**What you will do**
Beginning with the first line, please repeat the entries exactly and end on the line that contains "let start = appointment.start_minute_of_day();".

_ _ _

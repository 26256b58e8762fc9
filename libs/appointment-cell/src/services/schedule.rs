// libs/appointment-cell/src/services/schedule.rs
use tracing::debug;

use crate::models::{Appointment, PeakHour, ScheduleGap};

/// Minutes in the working day used for utilisation.
pub const WORKDAY_MINUTES: i64 = 720;

const PEAK_WINDOW_START_HOUR: i64 = 8;
const PEAK_WINDOW_BUCKETS: usize = 12;

/// Free stretches of at least `min_gap_minutes` between `start_hour` and
/// `end_hour`. Gaps are measured from the latest end seen so far, so
/// overlapping bookings never produce a phantom gap. Bookings are clipped to
/// the window and those entirely outside it are ignored.
pub fn find_gaps(
    appointments: &[Appointment],
    start_hour: u32,
    end_hour: u32,
    min_gap_minutes: i64,
) -> Vec<ScheduleGap> {
    let day_start = i64::from(start_hour) * 60;
    let day_end = i64::from(end_hour) * 60;

    let mut booked: Vec<(i64, i64)> = appointments
        .iter()
        .map(|appointment| {
            let start = appointment.start_minute_of_day();
            let length = (appointment.scheduled_end_time() - appointment.starts_at).num_minutes();
            (start, start + length)
        })
        .filter(|(start, end)| *end > day_start && *start < day_end)
        .map(|(start, end)| (start.max(day_start), end.min(day_end)))
        .collect();

    if booked.is_empty() {
        return vec![ScheduleGap { start: day_start, end: day_end }];
    }

    booked.sort_by_key(|(start, _)| *start);

    let mut gaps = Vec::new();
    let mut cursor = day_start;

    for (start, end) in booked {
        if start - cursor >= min_gap_minutes {
            gaps.push(ScheduleGap { start: cursor, end: start });
        }
        cursor = cursor.max(end);
    }

    if day_end - cursor >= min_gap_minutes {
        gaps.push(ScheduleGap { start: cursor, end: day_end });
    }

    debug!("Found {} gaps of at least {} minutes", gaps.len(), min_gap_minutes);
    gaps
}

/// Busiest hour between 08:00 and 20:00; ties go to the earliest hour.
pub fn peak_hour(appointments: &[Appointment]) -> Option<PeakHour> {
    let mut buckets = [0usize; PEAK_WINDOW_BUCKETS];

    for appointment in appointments {
        let offset = appointment.start_minute_of_day() - PEAK_WINDOW_START_HOUR * 60;
        if offset < 0 {
            continue;
        }
        if let Some(bucket) = buckets.get_mut((offset / 60) as usize) {
            *bucket += 1;
        }
    }

    let max = *buckets.iter().max()?;
    if max == 0 {
        return None;
    }

    let index = buckets.iter().position(|count| *count == max)? as i64;
    let hour = PEAK_WINDOW_START_HOUR + index;
    Some(PeakHour {
        label: format!("{}:00 - {}:00", hour, hour + 1),
        start: hour * 60,
        end: (hour + 1) * 60,
    })
}

pub fn total_minutes(appointments: &[Appointment]) -> i64 {
    appointments.iter().map(Appointment::duration_minutes).sum()
}

/// Booked share of the working day, rounded and capped at 100.
pub fn utilization_percent(appointments: &[Appointment]) -> u32 {
    let ratio = total_minutes(appointments) as f64 / WORKDAY_MINUTES as f64;
    (ratio * 100.0).round().clamp(0.0, 100.0) as u32
}

#[cfg(test)]
mod tests {
    use super::*;
    use crate::models::{AppointmentMode, AppointmentStatus};
    use chrono::{Duration, FixedOffset, TimeZone};
    use uuid::Uuid;

    fn booked(hour: u32, minute: u32, length: Option<i64>) -> Appointment {
        let offset = FixedOffset::east_opt(0).unwrap();
        let starts_at = offset.with_ymd_and_hms(2024, 6, 15, hour, minute, 0).unwrap();
        Appointment {
            id: Uuid::new_v4(),
            starts_at,
            ends_at: length.map(|minutes| starts_at + Duration::minutes(minutes)),
            status: AppointmentStatus::Upcoming,
            mode: AppointmentMode::InPerson,
            reminder_sent: false,
            service_type: None,
            notes: None,
        }
    }

    #[test]
    fn test_empty_day_is_one_gap() {
        assert_eq!(find_gaps(&[], 8, 20, 180), vec![ScheduleGap { start: 480, end: 1200 }]);
    }

    #[test]
    fn test_leading_middle_and_trailing_gaps() {
        let appointments = vec![booked(16, 0, Some(60)), booked(11, 0, Some(60))];

        let gaps = find_gaps(&appointments, 8, 20, 180);
        // Leading and trailing stretches are exactly 180 minutes and still count.
        assert_eq!(
            gaps,
            vec![
                ScheduleGap { start: 480, end: 660 },
                ScheduleGap { start: 720, end: 960 },
                ScheduleGap { start: 1020, end: 1200 },
            ]
        );

        let gaps = find_gaps(&appointments, 8, 20, 181);
        assert_eq!(gaps, vec![ScheduleGap { start: 720, end: 960 }]);
    }

    #[test]
    fn test_overlapping_bookings_do_not_open_gaps() {
        let appointments = vec![booked(9, 0, Some(300)), booked(10, 0, Some(30)), booked(14, 0, Some(60))];

        let gaps = find_gaps(&appointments, 8, 20, 60);
        assert_eq!(
            gaps,
            vec![
                ScheduleGap { start: 480, end: 540 },
                ScheduleGap { start: 900, end: 1200 },
            ]
        );
    }

    #[test]
    fn test_gaps_stay_inside_the_window() {
        let late = vec![booked(22, 0, Some(60))];
        assert_eq!(find_gaps(&late, 8, 20, 180), vec![ScheduleGap { start: 480, end: 1200 }]);

        // Early start and late finish are clipped to opening and closing time.
        let edges = vec![booked(7, 0, Some(120)), booked(19, 0, Some(120))];
        assert_eq!(find_gaps(&edges, 8, 20, 180), vec![ScheduleGap { start: 540, end: 1140 }]);

        let evening = vec![booked(16, 0, Some(60)), booked(21, 0, Some(60))];
        for gap in find_gaps(&evening, 8, 20, 60) {
            assert!(gap.start >= 480 && gap.end <= 1200, "{:?} escapes the window", gap);
        }
    }

    #[test]
    fn test_peak_hour_prefers_earliest_tie() {
        let appointments = vec![
            booked(9, 0, None),
            booked(9, 45, None),
            booked(13, 0, None),
            booked(13, 30, None),
            booked(7, 0, None),
        ];

        let peak = peak_hour(&appointments).unwrap();
        assert_eq!(peak.label, "9:00 - 10:00");
        assert_eq!((peak.start, peak.end), (540, 600));
    }

    #[test]
    fn test_peak_hour_outside_window_is_none() {
        assert_eq!(peak_hour(&[]), None);
        assert_eq!(peak_hour(&[booked(6, 0, None), booked(21, 0, None)]), None);
    }

    #[test]
    fn test_utilization_defaults_and_cap() {
        // Two sessions without an end count as an hour each.
        assert_eq!(utilization_percent(&[booked(9, 0, None), booked(10, 0, None)]), 17);
        assert_eq!(total_minutes(&[booked(9, 0, Some(45))]), 45);

        let packed: Vec<Appointment> = (8..20).map(|hour| booked(hour, 0, Some(90))).collect();
        assert_eq!(utilization_percent(&packed), 100);
        assert_eq!(utilization_percent(&[]), 0);
    }
}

_ _ _

**Response to this task**
repository 26256b58e8762fc9
filename libs/appointment-cell/src/services/schedule.rs
// libs/appointment-cell/src/services/schedule.rs
use tracing::debug;

use crate::models::{Appointment, PeakHour, ScheduleGap};

/// Minutes in the working day used for utilisation.
pub const WORKDAY_MINUTES: i64 = 720;

const PEAK_WINDOW_START_HOUR: i64 = 8;
const PEAK_WINDOW_BUCKETS: usize = 12;

/// Free stretches of at least `min_gap_minutes` between `start_hour` and
/// `end_hour`. Gaps are measured from the latest end seen so far, so
/// overlapping bookings never produce a phantom gap. Bookings are clipped to
/// the window and those entirely outside it are ignored.
pub fn find_gaps(
    appointments: &[Appointment],
    start_hour: u32,
    end_hour: u32,
    min_gap_minutes: i64,
) -> Vec<ScheduleGap> {
    let day_start = i64::from(start_hour) * 60;
    let day_end = i64::from(end_hour) * 60;

    let mut booked: Vec<(i64, i64)> = appointments
        .iter()
        .map(|appointment| {
            let start = appointment.start_minute_of_day();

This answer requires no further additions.